▶ **Exercise material**

=== Section Start ===

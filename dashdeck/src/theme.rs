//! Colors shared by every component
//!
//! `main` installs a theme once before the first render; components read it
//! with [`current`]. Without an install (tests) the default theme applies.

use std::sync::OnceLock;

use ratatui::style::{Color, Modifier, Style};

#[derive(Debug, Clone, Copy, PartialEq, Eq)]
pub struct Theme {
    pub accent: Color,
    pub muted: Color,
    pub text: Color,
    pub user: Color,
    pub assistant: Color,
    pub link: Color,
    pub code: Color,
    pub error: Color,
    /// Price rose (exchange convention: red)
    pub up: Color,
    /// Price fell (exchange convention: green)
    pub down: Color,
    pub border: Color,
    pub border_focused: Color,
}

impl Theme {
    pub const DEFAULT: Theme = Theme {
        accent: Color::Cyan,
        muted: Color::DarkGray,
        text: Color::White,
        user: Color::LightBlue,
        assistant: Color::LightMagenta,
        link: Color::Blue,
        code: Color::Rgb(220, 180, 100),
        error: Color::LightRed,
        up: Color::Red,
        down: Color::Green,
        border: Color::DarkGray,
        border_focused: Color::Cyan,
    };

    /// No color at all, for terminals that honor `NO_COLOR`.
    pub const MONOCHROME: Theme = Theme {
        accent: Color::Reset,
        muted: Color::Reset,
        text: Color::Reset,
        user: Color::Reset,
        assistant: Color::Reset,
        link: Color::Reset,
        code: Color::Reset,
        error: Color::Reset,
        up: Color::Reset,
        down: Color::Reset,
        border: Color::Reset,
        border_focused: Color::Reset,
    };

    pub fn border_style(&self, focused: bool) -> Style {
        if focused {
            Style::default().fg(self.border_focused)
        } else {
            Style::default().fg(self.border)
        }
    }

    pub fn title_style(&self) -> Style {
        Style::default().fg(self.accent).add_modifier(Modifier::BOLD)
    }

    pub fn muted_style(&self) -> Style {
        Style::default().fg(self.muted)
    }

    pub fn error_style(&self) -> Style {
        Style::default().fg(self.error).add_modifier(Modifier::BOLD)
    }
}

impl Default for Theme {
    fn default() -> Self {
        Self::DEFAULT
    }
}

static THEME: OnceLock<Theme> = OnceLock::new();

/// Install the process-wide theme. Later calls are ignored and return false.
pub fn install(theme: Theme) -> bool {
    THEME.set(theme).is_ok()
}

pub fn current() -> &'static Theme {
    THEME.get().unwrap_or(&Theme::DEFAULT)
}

=== Section End ===

Please print all of the material again with no alteration.

filename dashdeck/src/theme.rs
//! Colors shared by every component
//!
//! `main` installs a theme once before the first render; components read it
//! with [`current`]. Without an install (tests) the default theme applies.

use std::sync::OnceLock;

use ratatui::style::{Color, Modifier, Style};

#[derive(Debug, Clone, Copy, PartialEq, Eq)]
pub struct Theme {
    pub accent: Color,
    pub muted: Color,
    pub text: Color,
    pub user: Color,
    pub assistant: Color,
    pub link: Color,
    pub code: Color,
    pub error: Color,
    /// Price rose (exchange convention: red)
    pub up: Color,
    /// Price fell (exchange convention: green)
    pub down: Color,
    pub border: Color,
    pub border_focused: Color,
}

impl Theme {
    pub const DEFAULT: Theme = Theme {
        accent: Color::Cyan,
        muted: Color::DarkGray,
        text: Color::White,
        user: Color::LightBlue,
        assistant: Color::LightMagenta,
        link: Color::Blue,
        code: Color::Rgb(220, 180, 100),
        error: Color::LightRed,
        up: Color::Red,
        down: Color::Green,
        border: Color::DarkGray,
        border_focused: Color::Cyan,
    };

    /// No color at all, for terminals that honor `NO_COLOR`.
    pub const MONOCHROME: Theme = Theme {
        accent: Color::Reset,
        muted: Color::Reset,
        text: Color::Reset,
        user: Color::Reset,
        assistant: Color::Reset,
        link: Color::Reset,
        code: Color::Reset,
        error: Color::Reset,
        up: Color::Reset,
        down: Color::Reset,
        border: Color::Reset,
        border_focused: Color::Reset,
    };

    pub fn border_style(&self, focused: bool) -> Style {
        if focused {
            Style::default().fg(self.border_focused)
        } else {
            Style::default().fg(self.border)
        }
    }

    pub fn title_style(&self) -> Style {
        Style::default().fg(self.accent).add_modifier(Modifier::BOLD)
    }

    pub fn muted_style(&self) -> Style {
        Style::default().fg(self.muted)
    }

    pub fn error_style(&self) -> Style {
        Style::default().fg(self.error).add_modifier(Modifier::BOLD)
    }
}

impl Default for Theme {
    fn default() -> Self {
        Self::DEFAULT
    }
}

static THEME: OnceLock<Theme> = OnceLock::new();

/// Install the process-wide theme. Later calls are ignored and return false.
pub fn install(theme: Theme) -> bool {
    THEME.set(theme).is_ok()
}

pub fn current() -> &'static Theme {
    THEME.get().unwrap_or(&Theme::DEFAULT)
}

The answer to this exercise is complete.